DESCRIPTION OF THE TASK: Every line below between the one holding "fn names(path: &[Label])" and the one holding "assert_eq!(bfs(&listed, &a, &b), bfs(&unlisted, &a, &b));", inclusive, should be copied exactly, and no other line.

MATERIAL SUPPLIED:
================================

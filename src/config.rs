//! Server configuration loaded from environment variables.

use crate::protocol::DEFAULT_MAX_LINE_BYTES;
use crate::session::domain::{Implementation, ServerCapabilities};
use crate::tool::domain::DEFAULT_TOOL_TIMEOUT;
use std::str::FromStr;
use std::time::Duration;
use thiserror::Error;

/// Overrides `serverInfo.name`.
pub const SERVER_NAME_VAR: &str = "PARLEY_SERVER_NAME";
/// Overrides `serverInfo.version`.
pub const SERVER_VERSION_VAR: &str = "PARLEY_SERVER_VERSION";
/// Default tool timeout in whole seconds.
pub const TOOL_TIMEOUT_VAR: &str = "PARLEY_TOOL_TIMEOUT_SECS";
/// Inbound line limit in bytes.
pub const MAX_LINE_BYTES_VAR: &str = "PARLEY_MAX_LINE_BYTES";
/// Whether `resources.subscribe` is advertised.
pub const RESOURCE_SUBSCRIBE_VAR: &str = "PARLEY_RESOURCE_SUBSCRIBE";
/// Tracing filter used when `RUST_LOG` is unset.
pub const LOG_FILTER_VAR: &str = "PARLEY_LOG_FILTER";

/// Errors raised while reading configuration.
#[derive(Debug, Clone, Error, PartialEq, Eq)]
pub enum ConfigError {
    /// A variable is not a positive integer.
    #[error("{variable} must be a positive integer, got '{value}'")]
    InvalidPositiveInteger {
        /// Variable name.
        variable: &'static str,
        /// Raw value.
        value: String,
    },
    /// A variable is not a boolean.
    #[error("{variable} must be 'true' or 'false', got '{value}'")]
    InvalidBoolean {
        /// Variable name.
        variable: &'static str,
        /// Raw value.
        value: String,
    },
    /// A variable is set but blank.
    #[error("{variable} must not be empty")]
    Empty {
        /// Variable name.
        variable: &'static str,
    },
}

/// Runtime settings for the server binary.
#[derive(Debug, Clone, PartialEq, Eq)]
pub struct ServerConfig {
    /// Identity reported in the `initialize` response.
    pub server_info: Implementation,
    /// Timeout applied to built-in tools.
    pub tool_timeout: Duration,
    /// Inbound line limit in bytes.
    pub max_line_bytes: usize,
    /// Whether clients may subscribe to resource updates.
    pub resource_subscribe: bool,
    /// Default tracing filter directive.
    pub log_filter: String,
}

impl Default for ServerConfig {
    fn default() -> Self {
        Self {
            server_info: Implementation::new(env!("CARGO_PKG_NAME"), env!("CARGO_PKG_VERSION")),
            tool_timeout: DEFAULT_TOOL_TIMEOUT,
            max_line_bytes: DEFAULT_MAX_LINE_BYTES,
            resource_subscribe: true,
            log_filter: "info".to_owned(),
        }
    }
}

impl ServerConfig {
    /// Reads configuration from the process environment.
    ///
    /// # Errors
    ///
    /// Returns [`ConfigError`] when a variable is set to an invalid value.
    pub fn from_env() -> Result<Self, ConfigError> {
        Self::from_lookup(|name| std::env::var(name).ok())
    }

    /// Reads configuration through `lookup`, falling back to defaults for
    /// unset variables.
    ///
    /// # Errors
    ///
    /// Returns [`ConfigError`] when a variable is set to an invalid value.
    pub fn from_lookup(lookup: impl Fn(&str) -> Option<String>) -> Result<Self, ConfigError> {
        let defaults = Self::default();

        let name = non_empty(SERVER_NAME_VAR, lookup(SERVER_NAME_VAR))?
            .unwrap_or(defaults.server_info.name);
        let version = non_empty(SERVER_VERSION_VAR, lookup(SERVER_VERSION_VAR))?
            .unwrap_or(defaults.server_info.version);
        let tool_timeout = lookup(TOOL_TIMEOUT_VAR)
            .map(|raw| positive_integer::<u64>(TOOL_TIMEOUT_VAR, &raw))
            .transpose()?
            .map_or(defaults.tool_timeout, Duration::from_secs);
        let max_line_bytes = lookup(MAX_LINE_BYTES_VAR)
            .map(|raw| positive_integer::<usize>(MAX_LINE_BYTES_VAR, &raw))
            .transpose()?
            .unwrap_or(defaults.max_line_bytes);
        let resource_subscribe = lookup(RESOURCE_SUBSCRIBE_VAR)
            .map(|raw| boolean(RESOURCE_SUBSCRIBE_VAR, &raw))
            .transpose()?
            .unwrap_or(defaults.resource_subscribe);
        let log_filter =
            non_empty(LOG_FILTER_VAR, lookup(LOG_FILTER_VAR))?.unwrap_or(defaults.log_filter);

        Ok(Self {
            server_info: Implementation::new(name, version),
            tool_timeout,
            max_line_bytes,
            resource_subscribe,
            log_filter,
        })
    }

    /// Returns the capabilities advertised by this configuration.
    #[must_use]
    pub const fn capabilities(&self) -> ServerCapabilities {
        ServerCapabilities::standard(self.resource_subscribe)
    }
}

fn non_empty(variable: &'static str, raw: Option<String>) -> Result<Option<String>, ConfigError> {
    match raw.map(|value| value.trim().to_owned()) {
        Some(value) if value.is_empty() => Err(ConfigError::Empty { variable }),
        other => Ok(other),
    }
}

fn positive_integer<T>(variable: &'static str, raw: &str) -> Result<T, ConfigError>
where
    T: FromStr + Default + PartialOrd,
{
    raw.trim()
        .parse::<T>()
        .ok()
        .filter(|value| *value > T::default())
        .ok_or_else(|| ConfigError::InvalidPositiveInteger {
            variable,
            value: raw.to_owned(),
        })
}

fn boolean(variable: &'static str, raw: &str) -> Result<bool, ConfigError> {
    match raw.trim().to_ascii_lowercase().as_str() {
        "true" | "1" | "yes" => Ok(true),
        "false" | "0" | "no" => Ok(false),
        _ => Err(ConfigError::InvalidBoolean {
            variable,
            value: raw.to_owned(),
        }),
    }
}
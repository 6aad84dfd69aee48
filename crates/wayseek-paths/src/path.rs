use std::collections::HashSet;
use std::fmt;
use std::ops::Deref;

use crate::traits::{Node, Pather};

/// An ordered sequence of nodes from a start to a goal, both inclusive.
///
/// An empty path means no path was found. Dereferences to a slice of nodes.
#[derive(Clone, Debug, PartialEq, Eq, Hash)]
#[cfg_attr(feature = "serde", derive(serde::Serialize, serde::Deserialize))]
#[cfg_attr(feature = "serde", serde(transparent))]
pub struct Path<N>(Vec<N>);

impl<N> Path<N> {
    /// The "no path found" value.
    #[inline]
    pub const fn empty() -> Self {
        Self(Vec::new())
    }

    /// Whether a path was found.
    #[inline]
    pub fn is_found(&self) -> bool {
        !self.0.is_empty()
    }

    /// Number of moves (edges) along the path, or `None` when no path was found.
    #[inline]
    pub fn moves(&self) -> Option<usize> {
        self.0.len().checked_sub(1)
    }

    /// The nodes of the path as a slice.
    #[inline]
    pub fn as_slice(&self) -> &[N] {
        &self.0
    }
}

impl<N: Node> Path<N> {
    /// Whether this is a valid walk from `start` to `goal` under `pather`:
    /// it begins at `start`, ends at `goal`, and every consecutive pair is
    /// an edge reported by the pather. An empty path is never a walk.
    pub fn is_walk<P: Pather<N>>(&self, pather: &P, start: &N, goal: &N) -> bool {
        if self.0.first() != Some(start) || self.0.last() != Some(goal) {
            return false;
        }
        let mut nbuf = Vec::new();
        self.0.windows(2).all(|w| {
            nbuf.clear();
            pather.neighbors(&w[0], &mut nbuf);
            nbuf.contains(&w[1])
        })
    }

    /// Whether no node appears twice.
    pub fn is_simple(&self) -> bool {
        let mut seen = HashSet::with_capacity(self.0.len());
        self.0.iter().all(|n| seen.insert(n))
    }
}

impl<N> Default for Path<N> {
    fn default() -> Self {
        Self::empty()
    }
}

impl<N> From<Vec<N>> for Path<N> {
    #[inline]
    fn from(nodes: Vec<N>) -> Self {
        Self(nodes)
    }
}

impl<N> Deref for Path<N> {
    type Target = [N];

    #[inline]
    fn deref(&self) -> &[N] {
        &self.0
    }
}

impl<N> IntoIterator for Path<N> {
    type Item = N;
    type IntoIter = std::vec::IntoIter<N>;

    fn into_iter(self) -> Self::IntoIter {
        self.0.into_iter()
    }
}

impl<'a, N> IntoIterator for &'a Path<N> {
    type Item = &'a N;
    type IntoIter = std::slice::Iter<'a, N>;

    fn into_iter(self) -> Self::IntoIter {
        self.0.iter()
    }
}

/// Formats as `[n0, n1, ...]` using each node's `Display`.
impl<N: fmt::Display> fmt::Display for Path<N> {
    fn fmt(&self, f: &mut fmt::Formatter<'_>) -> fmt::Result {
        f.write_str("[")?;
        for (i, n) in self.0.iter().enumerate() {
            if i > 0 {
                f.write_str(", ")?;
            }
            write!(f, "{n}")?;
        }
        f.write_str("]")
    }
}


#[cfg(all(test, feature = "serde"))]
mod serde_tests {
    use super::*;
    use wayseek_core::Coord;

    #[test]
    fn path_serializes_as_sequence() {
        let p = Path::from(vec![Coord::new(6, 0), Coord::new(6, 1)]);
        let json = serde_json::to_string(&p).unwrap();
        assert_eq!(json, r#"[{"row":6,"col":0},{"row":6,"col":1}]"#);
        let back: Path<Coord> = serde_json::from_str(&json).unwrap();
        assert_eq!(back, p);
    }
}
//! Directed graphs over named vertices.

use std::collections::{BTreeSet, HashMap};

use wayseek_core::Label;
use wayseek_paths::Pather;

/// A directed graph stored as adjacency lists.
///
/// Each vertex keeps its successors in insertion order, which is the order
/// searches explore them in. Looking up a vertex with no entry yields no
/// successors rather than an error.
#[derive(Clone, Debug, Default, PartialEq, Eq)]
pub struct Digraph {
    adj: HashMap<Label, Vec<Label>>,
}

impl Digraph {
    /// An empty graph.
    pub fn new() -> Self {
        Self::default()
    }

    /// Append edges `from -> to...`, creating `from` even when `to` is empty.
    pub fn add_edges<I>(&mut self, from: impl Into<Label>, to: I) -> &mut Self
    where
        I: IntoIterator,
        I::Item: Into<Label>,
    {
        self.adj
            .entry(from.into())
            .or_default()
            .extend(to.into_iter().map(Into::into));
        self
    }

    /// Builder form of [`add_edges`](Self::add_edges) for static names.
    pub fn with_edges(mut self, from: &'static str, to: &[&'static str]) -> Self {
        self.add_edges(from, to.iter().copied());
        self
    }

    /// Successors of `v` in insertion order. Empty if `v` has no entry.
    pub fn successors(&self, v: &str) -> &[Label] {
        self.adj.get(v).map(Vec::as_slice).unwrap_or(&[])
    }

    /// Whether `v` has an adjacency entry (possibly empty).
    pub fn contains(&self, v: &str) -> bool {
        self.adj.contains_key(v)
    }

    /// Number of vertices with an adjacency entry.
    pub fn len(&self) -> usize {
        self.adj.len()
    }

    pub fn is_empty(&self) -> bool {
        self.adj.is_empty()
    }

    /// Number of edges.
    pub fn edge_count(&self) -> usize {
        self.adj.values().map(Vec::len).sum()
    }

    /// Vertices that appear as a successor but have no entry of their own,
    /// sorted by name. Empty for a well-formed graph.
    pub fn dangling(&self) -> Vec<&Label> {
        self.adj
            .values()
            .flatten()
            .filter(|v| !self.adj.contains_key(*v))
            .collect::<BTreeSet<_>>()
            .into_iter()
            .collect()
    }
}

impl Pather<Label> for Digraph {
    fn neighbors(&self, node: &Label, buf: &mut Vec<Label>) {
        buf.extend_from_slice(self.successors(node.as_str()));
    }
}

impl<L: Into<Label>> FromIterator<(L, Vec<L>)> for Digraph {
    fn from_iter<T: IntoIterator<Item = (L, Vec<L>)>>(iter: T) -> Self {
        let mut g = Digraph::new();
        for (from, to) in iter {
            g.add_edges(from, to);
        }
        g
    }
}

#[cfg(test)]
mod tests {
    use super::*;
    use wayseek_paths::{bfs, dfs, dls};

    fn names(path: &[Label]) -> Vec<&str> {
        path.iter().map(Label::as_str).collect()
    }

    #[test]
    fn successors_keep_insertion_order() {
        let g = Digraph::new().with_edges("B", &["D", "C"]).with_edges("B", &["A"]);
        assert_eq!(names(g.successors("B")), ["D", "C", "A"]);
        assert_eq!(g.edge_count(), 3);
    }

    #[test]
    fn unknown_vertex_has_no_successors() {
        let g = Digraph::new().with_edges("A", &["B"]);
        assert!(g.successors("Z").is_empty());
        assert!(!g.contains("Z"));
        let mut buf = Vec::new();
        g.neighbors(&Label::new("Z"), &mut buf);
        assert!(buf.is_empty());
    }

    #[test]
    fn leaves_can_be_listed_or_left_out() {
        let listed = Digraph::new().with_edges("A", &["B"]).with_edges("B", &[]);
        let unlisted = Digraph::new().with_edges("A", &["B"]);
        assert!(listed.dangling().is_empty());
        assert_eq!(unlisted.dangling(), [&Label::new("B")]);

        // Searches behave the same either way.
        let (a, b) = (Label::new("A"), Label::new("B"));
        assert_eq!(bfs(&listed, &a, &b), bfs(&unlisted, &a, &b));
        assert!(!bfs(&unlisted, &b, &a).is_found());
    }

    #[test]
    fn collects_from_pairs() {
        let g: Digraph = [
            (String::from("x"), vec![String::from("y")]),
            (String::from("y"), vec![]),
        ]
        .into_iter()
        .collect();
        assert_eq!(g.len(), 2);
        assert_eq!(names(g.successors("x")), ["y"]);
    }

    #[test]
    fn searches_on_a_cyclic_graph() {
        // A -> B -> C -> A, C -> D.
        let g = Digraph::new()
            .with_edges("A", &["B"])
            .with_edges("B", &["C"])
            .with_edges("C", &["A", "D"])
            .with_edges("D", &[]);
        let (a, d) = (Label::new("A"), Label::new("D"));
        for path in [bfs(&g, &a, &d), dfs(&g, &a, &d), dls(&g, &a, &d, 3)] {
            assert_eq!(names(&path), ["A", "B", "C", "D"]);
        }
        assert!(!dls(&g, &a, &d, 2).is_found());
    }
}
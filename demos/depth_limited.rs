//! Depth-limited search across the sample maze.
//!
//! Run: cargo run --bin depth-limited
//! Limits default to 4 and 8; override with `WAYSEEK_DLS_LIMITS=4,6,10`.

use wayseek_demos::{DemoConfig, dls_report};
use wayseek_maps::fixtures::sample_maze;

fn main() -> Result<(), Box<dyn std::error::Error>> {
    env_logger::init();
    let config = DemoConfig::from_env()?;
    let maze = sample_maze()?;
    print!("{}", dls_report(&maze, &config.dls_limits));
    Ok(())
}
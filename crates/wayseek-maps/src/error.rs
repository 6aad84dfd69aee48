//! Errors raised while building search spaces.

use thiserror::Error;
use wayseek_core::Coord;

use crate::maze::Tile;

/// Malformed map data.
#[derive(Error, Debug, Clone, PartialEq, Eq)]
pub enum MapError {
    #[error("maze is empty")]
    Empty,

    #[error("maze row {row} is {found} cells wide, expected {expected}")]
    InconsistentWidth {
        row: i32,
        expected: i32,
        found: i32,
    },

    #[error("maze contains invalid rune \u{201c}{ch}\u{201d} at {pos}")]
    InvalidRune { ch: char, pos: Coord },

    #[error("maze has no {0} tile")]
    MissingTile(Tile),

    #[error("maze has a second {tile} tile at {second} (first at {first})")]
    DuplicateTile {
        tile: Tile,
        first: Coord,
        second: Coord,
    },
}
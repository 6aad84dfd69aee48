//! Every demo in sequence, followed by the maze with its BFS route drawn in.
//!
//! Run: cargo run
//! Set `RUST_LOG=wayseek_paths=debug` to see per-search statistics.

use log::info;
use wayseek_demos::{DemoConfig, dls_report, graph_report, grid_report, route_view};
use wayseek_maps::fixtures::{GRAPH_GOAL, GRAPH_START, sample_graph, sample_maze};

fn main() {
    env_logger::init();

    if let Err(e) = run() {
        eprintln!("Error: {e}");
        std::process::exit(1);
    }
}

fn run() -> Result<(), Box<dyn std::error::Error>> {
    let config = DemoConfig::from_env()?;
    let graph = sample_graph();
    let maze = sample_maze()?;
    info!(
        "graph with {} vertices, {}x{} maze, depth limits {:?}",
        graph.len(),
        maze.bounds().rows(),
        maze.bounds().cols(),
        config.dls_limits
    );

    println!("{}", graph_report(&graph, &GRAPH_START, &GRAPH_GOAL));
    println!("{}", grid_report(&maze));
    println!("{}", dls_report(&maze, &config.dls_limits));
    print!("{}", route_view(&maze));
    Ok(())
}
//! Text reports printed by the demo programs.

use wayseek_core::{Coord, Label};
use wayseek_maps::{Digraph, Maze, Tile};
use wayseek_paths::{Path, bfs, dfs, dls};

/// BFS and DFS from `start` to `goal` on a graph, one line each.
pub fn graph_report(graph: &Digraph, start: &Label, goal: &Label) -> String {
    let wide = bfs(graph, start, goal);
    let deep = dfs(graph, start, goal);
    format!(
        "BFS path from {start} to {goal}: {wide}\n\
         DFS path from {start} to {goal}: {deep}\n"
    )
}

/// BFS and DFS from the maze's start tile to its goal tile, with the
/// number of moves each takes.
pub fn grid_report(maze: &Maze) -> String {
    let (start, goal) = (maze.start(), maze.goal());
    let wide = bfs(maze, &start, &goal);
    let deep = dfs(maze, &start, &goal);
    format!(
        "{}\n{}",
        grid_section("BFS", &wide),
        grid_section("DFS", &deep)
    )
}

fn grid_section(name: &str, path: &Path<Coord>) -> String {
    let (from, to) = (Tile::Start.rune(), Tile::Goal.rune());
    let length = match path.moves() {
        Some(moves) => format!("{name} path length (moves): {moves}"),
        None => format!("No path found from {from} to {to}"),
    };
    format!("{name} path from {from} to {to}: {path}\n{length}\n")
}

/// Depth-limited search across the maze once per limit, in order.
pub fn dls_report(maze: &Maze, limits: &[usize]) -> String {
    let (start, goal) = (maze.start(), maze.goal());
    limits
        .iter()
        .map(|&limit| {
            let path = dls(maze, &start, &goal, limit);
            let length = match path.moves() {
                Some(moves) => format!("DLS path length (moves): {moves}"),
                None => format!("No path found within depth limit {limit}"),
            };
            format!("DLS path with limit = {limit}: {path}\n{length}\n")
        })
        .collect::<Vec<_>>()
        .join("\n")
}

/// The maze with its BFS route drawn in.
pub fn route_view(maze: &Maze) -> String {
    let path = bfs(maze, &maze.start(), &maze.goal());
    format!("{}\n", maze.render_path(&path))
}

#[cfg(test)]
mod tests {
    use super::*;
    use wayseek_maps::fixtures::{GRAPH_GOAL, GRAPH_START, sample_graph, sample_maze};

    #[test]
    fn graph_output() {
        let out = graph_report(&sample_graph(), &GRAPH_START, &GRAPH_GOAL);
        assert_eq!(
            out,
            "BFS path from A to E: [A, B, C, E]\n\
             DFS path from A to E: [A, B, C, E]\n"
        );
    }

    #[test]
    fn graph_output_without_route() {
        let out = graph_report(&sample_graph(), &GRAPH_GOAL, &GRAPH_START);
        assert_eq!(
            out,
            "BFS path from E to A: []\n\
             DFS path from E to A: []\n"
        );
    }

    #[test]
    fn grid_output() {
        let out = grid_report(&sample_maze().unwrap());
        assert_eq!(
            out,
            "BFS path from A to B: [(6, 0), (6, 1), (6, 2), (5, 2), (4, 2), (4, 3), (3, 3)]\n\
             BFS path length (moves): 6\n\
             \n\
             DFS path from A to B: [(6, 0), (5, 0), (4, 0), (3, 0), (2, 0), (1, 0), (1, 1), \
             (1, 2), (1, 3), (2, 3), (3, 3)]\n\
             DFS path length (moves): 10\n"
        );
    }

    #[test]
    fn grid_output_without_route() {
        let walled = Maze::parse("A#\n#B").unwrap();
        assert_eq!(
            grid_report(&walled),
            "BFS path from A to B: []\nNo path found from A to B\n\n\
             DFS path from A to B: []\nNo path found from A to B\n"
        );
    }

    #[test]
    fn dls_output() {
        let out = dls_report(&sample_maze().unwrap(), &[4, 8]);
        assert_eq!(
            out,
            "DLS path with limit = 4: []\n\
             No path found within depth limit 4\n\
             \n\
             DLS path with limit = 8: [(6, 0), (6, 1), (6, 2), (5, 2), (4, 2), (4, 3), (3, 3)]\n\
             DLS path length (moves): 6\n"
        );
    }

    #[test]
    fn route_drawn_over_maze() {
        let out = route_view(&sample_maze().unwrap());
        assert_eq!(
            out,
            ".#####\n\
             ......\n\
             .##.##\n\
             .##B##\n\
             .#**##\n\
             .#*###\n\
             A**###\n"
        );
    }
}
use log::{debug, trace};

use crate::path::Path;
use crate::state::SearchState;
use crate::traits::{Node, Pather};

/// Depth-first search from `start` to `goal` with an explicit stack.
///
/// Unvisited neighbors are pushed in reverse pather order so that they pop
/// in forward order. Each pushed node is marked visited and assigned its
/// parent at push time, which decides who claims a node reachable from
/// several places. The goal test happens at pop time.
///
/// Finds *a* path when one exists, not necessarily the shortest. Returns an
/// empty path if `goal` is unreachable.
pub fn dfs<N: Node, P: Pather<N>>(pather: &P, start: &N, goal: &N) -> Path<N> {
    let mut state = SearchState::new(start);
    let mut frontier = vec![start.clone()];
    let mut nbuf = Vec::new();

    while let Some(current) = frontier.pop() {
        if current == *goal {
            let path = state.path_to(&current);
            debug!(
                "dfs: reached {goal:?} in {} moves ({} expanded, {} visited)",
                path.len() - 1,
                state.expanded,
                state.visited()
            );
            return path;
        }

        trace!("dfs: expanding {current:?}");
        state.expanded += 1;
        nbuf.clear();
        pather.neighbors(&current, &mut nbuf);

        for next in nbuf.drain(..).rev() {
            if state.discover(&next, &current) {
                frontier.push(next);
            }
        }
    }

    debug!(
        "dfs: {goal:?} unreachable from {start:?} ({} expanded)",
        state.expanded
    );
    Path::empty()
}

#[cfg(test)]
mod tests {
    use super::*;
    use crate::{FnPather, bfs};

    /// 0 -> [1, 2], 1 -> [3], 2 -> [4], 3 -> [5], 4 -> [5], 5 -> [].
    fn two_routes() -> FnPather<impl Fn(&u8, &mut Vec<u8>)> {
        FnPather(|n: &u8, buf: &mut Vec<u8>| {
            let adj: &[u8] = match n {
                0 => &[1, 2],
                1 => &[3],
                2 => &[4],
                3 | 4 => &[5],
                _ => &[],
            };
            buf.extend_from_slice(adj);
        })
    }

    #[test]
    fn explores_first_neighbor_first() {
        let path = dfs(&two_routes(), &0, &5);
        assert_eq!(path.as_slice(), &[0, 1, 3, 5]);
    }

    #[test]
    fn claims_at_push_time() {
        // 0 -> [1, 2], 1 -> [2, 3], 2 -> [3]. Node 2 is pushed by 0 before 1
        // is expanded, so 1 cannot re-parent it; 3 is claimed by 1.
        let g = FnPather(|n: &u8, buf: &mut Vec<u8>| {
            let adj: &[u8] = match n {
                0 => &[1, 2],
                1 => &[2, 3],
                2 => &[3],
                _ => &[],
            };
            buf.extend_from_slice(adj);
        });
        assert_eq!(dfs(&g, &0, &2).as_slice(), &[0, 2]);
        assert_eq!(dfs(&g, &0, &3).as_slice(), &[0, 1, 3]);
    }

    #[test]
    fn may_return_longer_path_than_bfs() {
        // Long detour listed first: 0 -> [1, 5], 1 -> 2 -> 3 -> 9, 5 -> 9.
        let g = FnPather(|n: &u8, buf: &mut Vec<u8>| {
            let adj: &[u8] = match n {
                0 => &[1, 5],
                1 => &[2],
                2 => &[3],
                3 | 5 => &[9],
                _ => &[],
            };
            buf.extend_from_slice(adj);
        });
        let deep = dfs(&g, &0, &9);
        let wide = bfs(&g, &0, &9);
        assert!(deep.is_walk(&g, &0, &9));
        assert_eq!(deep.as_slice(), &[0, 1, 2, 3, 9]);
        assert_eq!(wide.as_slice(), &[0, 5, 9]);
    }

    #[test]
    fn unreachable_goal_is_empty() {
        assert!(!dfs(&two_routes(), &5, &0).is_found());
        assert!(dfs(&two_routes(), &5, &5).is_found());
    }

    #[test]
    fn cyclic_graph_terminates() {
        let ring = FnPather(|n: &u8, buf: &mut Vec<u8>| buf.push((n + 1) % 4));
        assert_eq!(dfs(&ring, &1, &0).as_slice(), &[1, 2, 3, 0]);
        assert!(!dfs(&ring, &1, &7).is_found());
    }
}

================================

SOLUTION FOR THIS EXERCISE:
    fn names(path: &[Label]) -> Vec<&str> {
        path.iter().map(Label::as_str).collect()
    }

    #[test]
    fn successors_keep_insertion_order() {
        let g = Digraph::new().with_edges("B", &["D", "C"]).with_edges("B", &["A"]);
        assert_eq!(names(g.successors("B")), ["D", "C", "A"]);
        assert_eq!(g.edge_count(), 3);
    }

    #[test]
    fn unknown_vertex_has_no_successors() {
        let g = Digraph::new().with_edges("A", &["B"]);
        assert!(g.successors("Z").is_empty());
        assert!(!g.contains("Z"));
        let mut buf = Vec::new();
        g.neighbors(&Label::new("Z"), &mut buf);
        assert!(buf.is_empty());
    }

    #[test]
    fn leaves_can_be_listed_or_left_out() {
        let listed = Digraph::new().with_edges("A", &["B"]).with_edges("B", &[]);
        let unlisted = Digraph::new().with_edges("A", &["B"]);
        assert!(listed.dangling().is_empty());
        assert_eq!(unlisted.dangling(), [&Label::new("B")]);

        // Searches behave the same either way.
        let (a, b) = (Label::new("A"), Label::new("B"));
        assert_eq!(bfs(&listed, &a, &b), bfs(&unlisted, &a, &b));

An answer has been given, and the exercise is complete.